_Exercise_
Nothing outside the range below should be printed. Output exactly the lines from the line with "let fb = view.render(&snap, Viewport::new(22, 22));" to the line with "are not drawn.", both included.

Collected data entries:
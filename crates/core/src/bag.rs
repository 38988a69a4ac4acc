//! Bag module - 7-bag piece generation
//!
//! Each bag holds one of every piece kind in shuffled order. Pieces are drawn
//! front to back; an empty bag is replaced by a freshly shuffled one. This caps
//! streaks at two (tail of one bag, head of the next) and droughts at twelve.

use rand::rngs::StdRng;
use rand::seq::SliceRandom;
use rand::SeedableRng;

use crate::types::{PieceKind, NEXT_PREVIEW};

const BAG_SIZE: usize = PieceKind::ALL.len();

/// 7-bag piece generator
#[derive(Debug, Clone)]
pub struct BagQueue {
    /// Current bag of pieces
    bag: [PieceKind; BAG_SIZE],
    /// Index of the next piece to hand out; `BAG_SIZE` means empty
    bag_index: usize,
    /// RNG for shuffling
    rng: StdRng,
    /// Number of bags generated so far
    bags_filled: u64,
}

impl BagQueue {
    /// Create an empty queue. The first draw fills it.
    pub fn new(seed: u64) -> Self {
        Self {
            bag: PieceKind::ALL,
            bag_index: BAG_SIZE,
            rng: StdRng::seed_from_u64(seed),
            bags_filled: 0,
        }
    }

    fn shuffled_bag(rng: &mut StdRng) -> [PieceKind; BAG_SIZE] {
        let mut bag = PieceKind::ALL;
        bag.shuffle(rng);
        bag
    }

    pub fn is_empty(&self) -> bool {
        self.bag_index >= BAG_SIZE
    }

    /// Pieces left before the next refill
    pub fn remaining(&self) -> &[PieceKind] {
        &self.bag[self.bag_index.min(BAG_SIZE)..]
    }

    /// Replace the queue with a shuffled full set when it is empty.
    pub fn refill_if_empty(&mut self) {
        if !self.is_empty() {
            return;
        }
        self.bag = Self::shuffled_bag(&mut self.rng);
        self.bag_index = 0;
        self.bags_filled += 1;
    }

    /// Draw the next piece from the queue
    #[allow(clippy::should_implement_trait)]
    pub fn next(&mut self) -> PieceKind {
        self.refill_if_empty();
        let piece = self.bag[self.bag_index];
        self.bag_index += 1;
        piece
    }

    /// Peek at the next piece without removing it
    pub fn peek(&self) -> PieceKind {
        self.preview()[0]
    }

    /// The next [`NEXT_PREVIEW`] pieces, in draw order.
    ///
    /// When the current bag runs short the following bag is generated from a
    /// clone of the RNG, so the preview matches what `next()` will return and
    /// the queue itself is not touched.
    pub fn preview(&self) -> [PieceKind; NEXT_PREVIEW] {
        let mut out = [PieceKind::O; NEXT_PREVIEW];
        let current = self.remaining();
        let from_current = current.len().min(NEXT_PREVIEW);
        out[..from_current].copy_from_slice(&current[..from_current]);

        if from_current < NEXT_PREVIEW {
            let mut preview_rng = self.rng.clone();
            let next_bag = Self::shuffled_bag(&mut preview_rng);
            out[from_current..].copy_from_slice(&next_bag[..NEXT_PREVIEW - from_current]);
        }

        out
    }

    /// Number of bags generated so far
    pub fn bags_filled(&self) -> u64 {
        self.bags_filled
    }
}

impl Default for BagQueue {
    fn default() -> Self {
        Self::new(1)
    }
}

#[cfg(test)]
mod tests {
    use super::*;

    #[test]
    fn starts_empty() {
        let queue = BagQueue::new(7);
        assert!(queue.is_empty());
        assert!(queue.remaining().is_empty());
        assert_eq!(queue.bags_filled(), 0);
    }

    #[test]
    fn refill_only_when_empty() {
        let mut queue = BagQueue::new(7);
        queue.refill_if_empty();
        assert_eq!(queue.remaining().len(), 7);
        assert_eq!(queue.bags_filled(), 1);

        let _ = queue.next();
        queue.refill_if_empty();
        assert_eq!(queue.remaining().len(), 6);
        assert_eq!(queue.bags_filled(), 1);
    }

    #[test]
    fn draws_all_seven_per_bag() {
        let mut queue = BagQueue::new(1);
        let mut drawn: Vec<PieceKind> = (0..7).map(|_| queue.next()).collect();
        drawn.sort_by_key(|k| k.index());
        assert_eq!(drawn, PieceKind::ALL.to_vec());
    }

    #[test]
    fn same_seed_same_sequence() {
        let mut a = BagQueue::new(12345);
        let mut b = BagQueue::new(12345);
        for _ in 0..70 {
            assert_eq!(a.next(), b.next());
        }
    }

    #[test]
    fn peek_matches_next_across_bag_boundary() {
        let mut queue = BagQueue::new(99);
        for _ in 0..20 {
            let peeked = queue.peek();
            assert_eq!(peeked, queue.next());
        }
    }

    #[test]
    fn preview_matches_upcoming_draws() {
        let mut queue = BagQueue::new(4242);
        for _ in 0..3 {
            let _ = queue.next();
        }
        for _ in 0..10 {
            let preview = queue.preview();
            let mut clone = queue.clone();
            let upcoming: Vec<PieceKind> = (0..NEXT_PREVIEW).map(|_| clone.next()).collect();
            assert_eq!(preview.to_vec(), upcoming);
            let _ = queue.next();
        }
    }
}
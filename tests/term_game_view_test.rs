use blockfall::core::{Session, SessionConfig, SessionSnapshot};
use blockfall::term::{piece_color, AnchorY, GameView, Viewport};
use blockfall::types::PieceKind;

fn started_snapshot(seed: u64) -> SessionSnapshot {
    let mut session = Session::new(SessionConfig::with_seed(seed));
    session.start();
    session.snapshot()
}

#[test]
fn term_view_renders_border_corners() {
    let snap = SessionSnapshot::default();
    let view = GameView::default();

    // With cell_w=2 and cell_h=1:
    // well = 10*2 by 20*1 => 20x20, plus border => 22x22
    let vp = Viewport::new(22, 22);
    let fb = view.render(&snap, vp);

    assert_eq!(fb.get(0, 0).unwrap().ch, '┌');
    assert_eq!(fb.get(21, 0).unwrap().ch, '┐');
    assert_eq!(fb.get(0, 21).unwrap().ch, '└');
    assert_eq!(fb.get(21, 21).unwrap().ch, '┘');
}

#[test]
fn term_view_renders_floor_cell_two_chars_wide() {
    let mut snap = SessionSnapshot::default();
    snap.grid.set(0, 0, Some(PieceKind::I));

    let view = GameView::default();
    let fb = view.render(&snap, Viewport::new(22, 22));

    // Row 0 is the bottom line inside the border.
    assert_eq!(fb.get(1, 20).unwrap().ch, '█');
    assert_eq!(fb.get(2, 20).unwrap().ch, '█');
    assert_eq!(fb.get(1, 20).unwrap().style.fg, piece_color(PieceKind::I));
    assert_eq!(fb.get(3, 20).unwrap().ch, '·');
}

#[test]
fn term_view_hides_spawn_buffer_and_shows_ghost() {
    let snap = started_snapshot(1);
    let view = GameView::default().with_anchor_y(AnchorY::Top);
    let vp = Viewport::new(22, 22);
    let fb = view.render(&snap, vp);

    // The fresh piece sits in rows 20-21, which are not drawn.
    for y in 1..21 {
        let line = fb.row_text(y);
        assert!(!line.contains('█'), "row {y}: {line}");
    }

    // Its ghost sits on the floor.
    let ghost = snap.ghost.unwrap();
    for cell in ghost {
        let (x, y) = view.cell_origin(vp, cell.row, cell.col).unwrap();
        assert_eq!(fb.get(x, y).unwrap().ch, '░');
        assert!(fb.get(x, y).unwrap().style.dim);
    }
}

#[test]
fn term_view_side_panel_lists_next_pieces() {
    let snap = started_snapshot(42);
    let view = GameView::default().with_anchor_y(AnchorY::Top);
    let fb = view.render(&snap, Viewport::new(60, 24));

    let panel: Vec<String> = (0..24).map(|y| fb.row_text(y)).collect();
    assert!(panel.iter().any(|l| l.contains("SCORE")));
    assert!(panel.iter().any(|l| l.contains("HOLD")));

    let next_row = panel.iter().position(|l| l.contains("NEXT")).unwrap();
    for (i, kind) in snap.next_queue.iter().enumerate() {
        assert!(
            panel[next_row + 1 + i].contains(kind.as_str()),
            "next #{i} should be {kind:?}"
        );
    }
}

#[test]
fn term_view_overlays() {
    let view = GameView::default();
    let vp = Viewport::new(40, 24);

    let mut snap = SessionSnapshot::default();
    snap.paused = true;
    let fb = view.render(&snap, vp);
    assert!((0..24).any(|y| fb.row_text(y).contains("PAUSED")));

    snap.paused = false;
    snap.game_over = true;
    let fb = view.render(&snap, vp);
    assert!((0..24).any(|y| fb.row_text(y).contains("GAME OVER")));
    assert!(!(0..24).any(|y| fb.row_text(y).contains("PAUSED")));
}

_Exercise response_
    let fb = view.render(&snap, Viewport::new(22, 22));

    // Row 0 is the bottom line inside the border.
    assert_eq!(fb.get(1, 20).unwrap().ch, '█');
    assert_eq!(fb.get(2, 20).unwrap().ch, '█');
    assert_eq!(fb.get(1, 20).unwrap().style.fg, piece_color(PieceKind::I));
    assert_eq!(fb.get(3, 20).unwrap().ch, '·');
}

#[test]
fn term_view_hides_spawn_buffer_and_shows_ghost() {
    let snap = started_snapshot(1);
    let view = GameView::default().with_anchor_y(AnchorY::Top);
    let vp = Viewport::new(22, 22);
    let fb = view.render(&snap, vp);

    // The fresh piece sits in rows 20-21, which are not drawn.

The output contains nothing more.